Carmichael’s wide smile revealed an uneven row of rotten, yellow-stained teeth. The overwhelming scent of garlic threatened to bowl Geoffrey over. Then his eyes fell to Lord Carmichael’s hands clasped in front of his cumbersome belly. A thin haze of red rage clouded his vision as he remembered the moment he’d come upon Abigail with this fiend’s gnarled hands pawing at her person.

“Step aside, Carmichael,” he seethed.

A loud chortling laugh escaped Carmichael, but broke off into a fit of choking. “Redbrooke,” he said when he’d again managed to breathe.

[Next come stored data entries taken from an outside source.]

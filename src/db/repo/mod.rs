//! Repository layer for database operations.
//!
//! This module provides the `Repository` struct for all database operations:
//! - compliance report snapshots (audit log, last write wins per key)
//! - first-seen observations of taxi players

use crate::domain::{ComplianceReport, PlayerId, RosterId, RunType, Season, TimeMs};
use sha2::{Digest, Sha256};
use sqlx::sqlite::SqlitePool;
use sqlx::Row;
use std::collections::HashMap;
use std::str::FromStr;
use tracing::warn;

/// A stored compliance snapshot.
#[derive(Debug, Clone, PartialEq, Eq)]
pub struct TaxiSnapshotRow {
    pub season: Season,
    pub week: u32,
    pub run_type: RunType,
    pub roster_id: RosterId,
    pub run_id: String,
    pub status: String,
    pub compliant: Option<bool>,
    pub violation_count: u32,
    pub report_json: String,
    pub report_digest: String,
    pub created_at: TimeMs,
}

/// Repository for database operations.
pub struct Repository {
    pool: SqlitePool,
}

impl Repository {
    /// Create a new repository with the given connection pool.
    pub fn new(pool: SqlitePool) -> Self {
        Repository { pool }
    }

    /// Round-trip a trivial query to confirm the database is reachable.
    pub async fn ping(&self) -> Result<(), sqlx::Error> {
        sqlx::query("SELECT 1").execute(&self.pool).await?;
        Ok(())
    }

    // =========================================================================
    // Compliance snapshots
    // =========================================================================

    /// Store a report under `(season, week, run_type, roster_id)`, replacing any
    /// earlier report with the same key.
    ///
    /// # Errors
    /// Returns an error if the report cannot be encoded or the upsert fails.
    pub async fn upsert_taxi_snapshot(
        &self,
        week: u32,
        run_id: &str,
        report: &ComplianceReport,
        created_at: TimeMs,
    ) -> Result<(), sqlx::Error> {
        let report_json = serde_json::to_string(report)
            .map_err(|e| sqlx::Error::Protocol(format!("report encoding failed: {}", e)))?;
        let report_digest = hex::encode(Sha256::digest(report_json.as_bytes()));

        sqlx::query(
            r#"
            INSERT INTO taxi_snapshots (
                season, week, run_type, roster_id, run_id, status, compliant,
                violation_count, report_json, report_digest, created_at
            ) VALUES (?, ?, ?, ?, ?, ?, ?, ?, ?, ?, ?)
            ON CONFLICT(season, week, run_type, roster_id) DO UPDATE SET
                run_id = excluded.run_id,
                status = excluded.status,
                compliant = excluded.compliant,
                violation_count = excluded.violation_count,
                report_json = excluded.report_json,
                report_digest = excluded.report_digest,
                created_at = excluded.created_at
            "#,
        )
        .bind(report.season.year())
        .bind(i64::from(week))
        .bind(report.run_type.as_str())
        .bind(i64::from(report.roster_id.as_u32()))
        .bind(run_id)
        .bind(report.status.as_str())
        .bind(report.compliant)
        .bind(report.violations.len() as i64)
        .bind(&report_json)
        .bind(&report_digest)
        .bind(created_at.as_ms())
        .execute(&self.pool)
        .await?;

        Ok(())
    }

    /// Query snapshots for a season, optionally narrowed to a week and run type.
    ///
    /// Ordered by (week, run_type, roster_id).
    pub async fn query_taxi_snapshots(
        &self,
        season: Season,
        week: Option<u32>,
        run_type: Option<RunType>,
    ) -> Result<Vec<TaxiSnapshotRow>, sqlx::Error> {
        let week = week.map(i64::from);
        let run_type = run_type.map(|r| r.as_str());

        let rows = sqlx::query(
            r#"
            SELECT season, week, run_type, roster_id, run_id, status, compliant,
                   violation_count, report_json, report_digest, created_at
            FROM taxi_snapshots
            WHERE season = ?
              AND (? IS NULL OR week = ?)
              AND (? IS NULL OR run_type = ?)
            ORDER BY week ASC, run_type ASC, roster_id ASC
            "#,
        )
        .bind(season.year())
        .bind(week)
        .bind(week)
        .bind(run_type)
        .bind(run_type)
        .fetch_all(&self.pool)
        .await?;

        let snapshots = rows
            .iter()
            .filter_map(|row| {
                let run_type_str: String = row.get("run_type");
                let Ok(run_type) = RunType::from_str(&run_type_str) else {
                    warn!(run_type = %run_type_str, "Skipping snapshot with unknown run type");
                    return None;
                };
                let week: i64 = row.get("week");
                let roster_id: i64 = row.get("roster_id");
                let violation_count: i64 = row.get("violation_count");

                Some(TaxiSnapshotRow {
                    season: Season::new(row.get::<i64, _>("season") as i32),
                    week: week as u32,
                    run_type,
                    roster_id: RosterId::new(roster_id as u32),
                    run_id: row.get("run_id"),
                    status: row.get("status"),
                    compliant: row.get("compliant"),
                    violation_count: violation_count as u32,
                    report_json: row.get("report_json"),
                    report_digest: row.get("report_digest"),
                    created_at: TimeMs::new(row.get("created_at")),
                })
            })
            .collect();

        Ok(snapshots)
    }

    // =========================================================================
    // Taxi observations
    // =========================================================================

    /// Record that `players` are on the roster's taxi squad as of `seen_at`
    /// and return the first time each of them was seen there.
    ///
    /// # Errors
    /// Returns an error if the transaction fails.
    pub async fn record_taxi_observations(
        &self,
        league_id: &str,
        roster_id: RosterId,
        players: &[PlayerId],
        seen_at: TimeMs,
    ) -> Result<HashMap<PlayerId, TimeMs>, sqlx::Error> {
        if players.is_empty() {
            return Ok(HashMap::new());
        }

        let roster = i64::from(roster_id.as_u32());
        let mut tx = self.pool.begin().await?;
        let mut first_seen = HashMap::with_capacity(players.len());

        for player in players {
            sqlx::query(
                r#"
                INSERT INTO taxi_observations (league_id, roster_id, player_id, first_seen_ms)
                VALUES (?, ?, ?, ?)
                ON CONFLICT(league_id, roster_id, player_id) DO NOTHING
                "#,
            )
            .bind(league_id)
            .bind(roster)
            .bind(player.as_str())
            .bind(seen_at.as_ms())
            .execute(&mut *tx)
            .await?;

            let row = sqlx::query(
                "SELECT first_seen_ms FROM taxi_observations WHERE league_id = ? AND roster_id = ? AND player_id = ?",
            )
            .bind(league_id)
            .bind(roster)
            .bind(player.as_str())
            .fetch_one(&mut *tx)
            .await?;

            first_seen.insert(player.clone(), TimeMs::new(row.get("first_seen_ms")));
        }

        tx.commit().await?;
        Ok(first_seen)
    }
}
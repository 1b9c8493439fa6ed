use axum::http::StatusCode;
use leaguedesk::api;
use leaguedesk::config::Config;
use leaguedesk::datasource::{LeagueDataSource, MockDataSource};
use leaguedesk::db::init_db;
use leaguedesk::domain::{
    LeagueInfo, PlayerInfo, Position, Roster, RosterId, Season, TimeMs, Transaction,
    TransactionKind,
};
use leaguedesk::{LeagueHistory, OwnershipService, Repository, TaxiService};
use std::collections::HashMap;
use std::sync::Arc;
use tempfile::TempDir;
use tower::util::ServiceExt;

struct TestApp {
    app: axum::Router,
    datasource: Arc<MockDataSource>,
    _temp: TempDir,
}

async fn setup_test_app(admin_secret: Option<&str>) -> TestApp {
    let temp_dir = TempDir::new().unwrap();
    let db_path = temp_dir
        .path()
        .join("test.db")
        .to_string_lossy()
        .to_string();
    let pool = init_db(&db_path).await.expect("init_db failed");
    let repo = Arc::new(Repository::new(pool));

    let mut env = HashMap::new();
    env.insert("DATABASE_PATH".to_string(), db_path);
    env.insert("LEAGUE_ID".to_string(), "L1".to_string());
    if let Some(secret) = admin_secret {
        env.insert("ADMIN_SECRET".to_string(), secret.to_string());
    }
    let config = Config::from_env_map(env).unwrap();

    let mock = Arc::new(fixtures());
    let datasource: Arc<dyn LeagueDataSource> = mock.clone();
    let history = LeagueHistory::new(datasource.clone(), "L1".to_string(), 3);
    let taxi = Arc::new(TaxiService::new(
        datasource.clone(),
        history.clone(),
        repo.clone(),
        config.taxi_rules(),
        config.run_schedule(),
        config.snapshots_enabled,
    ));
    let ownership = Arc::new(OwnershipService::new(datasource, history, None));
    let app = api::create_router(api::AppState::new(repo, taxi, ownership, config));

    TestApp {
        app,
        datasource: mock,
        _temp: temp_dir,
    }
}

/// Roster 1 is compliant, roster 2 carries four players on taxi.
fn fixtures() -> MockDataSource {
    let adds = |roster: u32, ids: &[&str]| -> Vec<Transaction> {
        ids.iter()
            .map(|id| {
                Transaction::new(
                    format!("fa-{}-{}", roster, id),
                    TransactionKind::FreeAgent,
                    1,
                    TimeMs::new(10),
                )
                .with_add(id, roster)
            })
            .collect()
    };
    let mut transactions = adds(1, &["a1"]);
    transactions.extend(adds(2, &["b1", "b2", "b3", "b4"]));

    MockDataSource::new()
        .with_league(LeagueInfo {
            league_id: "L1".to_string(),
            name: "Dynasty".to_string(),
            season: Season::new(2026),
            previous_league_id: None,
            draft_rounds: 4,
            taxi_slots: 3,
            total_rosters: 2,
        })
        .with_nfl_state(Season::new(2026), 6)
        .with_players(vec![PlayerInfo::new("a1", "Alpha One", Position::WR)])
        .with_rosters(
            "L1",
            vec![
                Roster::new(RosterId::new(1)).with_players(&["a1"]).with_taxi(&["a1"]),
                Roster::new(RosterId::new(2))
                    .with_players(&["b1", "b2", "b3", "b4"])
                    .with_taxi(&["b1", "b2", "b3", "b4"]),
            ],
        )
        .with_transactions("L1", transactions)
}

async fn send(
    app: axum::Router,
    method: &str,
    uri: &str,
    secret: Option<&str>,
) -> (StatusCode, Vec<u8>, Option<String>) {
    let mut builder = axum::http::Request::builder().method(method).uri(uri);
    if let Some(secret) = secret {
        builder = builder.header("x-admin-secret", secret);
    }
    let req = builder.body(axum::body::Body::empty()).unwrap();

    let resp = app.oneshot(req).await.unwrap();
    let status = resp.status();
    let content_type = resp
        .headers()
        .get("content-type")
        .and_then(|v| v.to_str().ok())
        .map(str::to_string);
    let body = axum::body::to_bytes(resp.into_body(), usize::MAX)
        .await
        .unwrap()
        .to_vec();
    (status, body, content_type)
}

fn json(body: &[u8]) -> serde_json::Value {
    serde_json::from_slice(body).unwrap()
}

#[tokio::test]
async fn test_admin_disabled_without_configured_secret() {
    let test_app = setup_test_app(None).await;
    let (status, body, _) = send(test_app.app, "POST", "/v1/admin/taxi/runs", Some("x")).await;
    assert_eq!(status, StatusCode::FORBIDDEN);
    assert_eq!(json(&body)["code"], "admin_disabled");
}

#[tokio::test]
async fn test_wrong_or_missing_secret_is_unauthorized() {
    let test_app = setup_test_app(Some("s3cret")).await;

    let (status, body, _) =
        send(test_app.app.clone(), "POST", "/v1/admin/taxi/runs", Some("nope")).await;
    assert_eq!(status, StatusCode::UNAUTHORIZED);
    assert_eq!(json(&body)["code"], "unauthorized");

    let (status, _, _) = send(test_app.app, "POST", "/v1/admin/taxi/runs", None).await;
    assert_eq!(status, StatusCode::UNAUTHORIZED);
}

#[tokio::test]
async fn test_run_snapshots_every_roster() {
    let test_app = setup_test_app(Some("s3cret")).await;

    let (status, body, _) = send(
        test_app.app.clone(),
        "POST",
        "/v1/admin/taxi/runs?runType=sun_pm_official",
        Some("s3cret"),
    )
    .await;
    assert_eq!(status, StatusCode::OK);
    let summary = json(&body);
    assert_eq!(summary["runType"], "sun_pm_official");
    assert_eq!(summary["season"], 2026);
    assert_eq!(summary["week"], 6);
    assert_eq!(summary["total"], 2);
    assert_eq!(summary["compliant"], 1);
    assert_eq!(summary["nonCompliant"], 1);
    assert_eq!(summary["snapshotsWritten"], 2);

    let (status, body, _) = send(
        test_app.app,
        "GET",
        "/v1/taxi/snapshots?season=2026&week=6&runType=sun_pm_official",
        None,
    )
    .await;
    assert_eq!(status, StatusCode::OK);
    let snapshots = json(&body)["snapshots"].as_array().unwrap().clone();
    assert_eq!(snapshots.len(), 2);
    assert_eq!(snapshots[0]["rosterId"], 1);
    assert_eq!(snapshots[0]["status"], "compliant");
    assert_eq!(snapshots[1]["status"], "non_compliant");
    assert_eq!(snapshots[1]["violationCount"], 1);
    assert_eq!(snapshots[1]["report"]["violations"][0]["kind"], "too_many_on_taxi");
    assert_eq!(snapshots[0]["runId"], summary["runId"]);
}

#[tokio::test]
async fn test_rerun_replaces_snapshot_and_outage_fails_run() {
    let test_app = setup_test_app(Some("s3cret")).await;

    let mut run_ids = Vec::new();
    for _ in 0..2 {
        let (status, body, _) = send(
            test_app.app.clone(),
            "POST",
            "/v1/admin/taxi/runs",
            Some("s3cret"),
        )
        .await;
        assert_eq!(status, StatusCode::OK);
        run_ids.push(json(&body)["runId"].as_str().unwrap().to_string());
    }
    assert_ne!(run_ids[0], run_ids[1]);

    let (_, body, _) = send(
        test_app.app.clone(),
        "GET",
        "/v1/taxi/snapshots?season=2026&week=6&runType=admin_rerun",
        None,
    )
    .await;
    let snapshots = json(&body)["snapshots"].as_array().unwrap().clone();
    assert_eq!(snapshots.len(), 2);
    assert!(snapshots.iter().all(|s| s["runId"] == run_ids[1].as_str()));

    // Without the league itself there is no roster list to degrade per team.
    test_app.datasource.set_outage(true);
    let (status, body, _) =
        send(test_app.app, "POST", "/v1/admin/taxi/runs", Some("s3cret")).await;
    assert_eq!(status, StatusCode::INTERNAL_SERVER_ERROR);
    assert_eq!(json(&body)["code"], "internal_error");
}

#[tokio::test]
async fn test_csv_export() {
    let test_app = setup_test_app(Some("s3cret")).await;
    send(
        test_app.app.clone(),
        "POST",
        "/v1/admin/taxi/runs?runType=wed_warn",
        Some("s3cret"),
    )
    .await;

    let (status, body, content_type) = send(
        test_app.app,
        "GET",
        "/v1/taxi/snapshots.csv?season=2026",
        None,
    )
    .await;
    assert_eq!(status, StatusCode::OK);
    assert_eq!(content_type.as_deref(), Some("text/csv; charset=utf-8"));

    let text = String::from_utf8(body).unwrap();
    let lines: Vec<_> = text.lines().collect();
    assert_eq!(lines.len(), 3);
    assert!(lines[0].starts_with("season,week,run_type,roster_id"));
    assert!(lines[1].starts_with("2026,6,wed_warn,1,"));
    assert!(lines[2].contains(",non_compliant,false,1,"));
}

#[tokio::test]
async fn test_snapshot_query_rejects_bad_run_type() {
    let test_app = setup_test_app(None).await;
    let (status, body, _) = send(
        test_app.app,
        "GET",
        "/v1/taxi/snapshots?season=2026&runType=noon",
        None,
    )
    .await;
    assert_eq!(status, StatusCode::BAD_REQUEST);
    assert_eq!(json(&body)["code"], "invalid_run_type");
}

His mother placed her fingertips along his coat sleeve, and she gave a faint squeeze. “Geoffrey,” she said quietly.

“Rushing off, eh, Redbrooke?” He waggled his overgrown, bushy white eyebrows. “Can’t run from a scandal, really, though can you? Why, not even an ocean away is enough, sometimes.” He dissolved into another round of laughter as though he’d delivered the wittiest of jests.

Geoffrey peered down his nose at Lord Carmichael. “What are you on about?” he said brusquely.

Carmichael’s eyes went wide in his fleshy face. He slapped a hand to his chest, and looked around in feigned disbelief.

“Geoffrey,” his mother said again, the thin thread of desperation there sent off the first warning bells within his mind.

“Never tell me, you’ve not heard,” Carmichael said in a loud whisper.

Geoffrey should continue onward and leave the old bastard prattling on like the bloody fool he was, but something compelled him to feed that question. “Heard?”

The old lord shook his head, the swift movement displaced a strand of white hair, and it fell over his eye, displaying his carefully covered balled pate. “Why, that scandalous bit of goods. Your Miss Stone. Tsk. Tsk.”

Geoffrey’s mouth went dry, and his hands balled into tight fists at his side. He clenched and unclenched them, until he realized what he was doing. Again, Abigail’s tormented visage flashed behind his eyes: her hasty flight from the ball, the bleeding anguish in her eyes.

Forgive me.

“Geoffrey, please,” his mother said again. The uncharacteristic desperate plea in that utterance should have propelled him forward.

“What are you talking about?” Geoffrey could no sooner call the words back than he could cut off his right limb.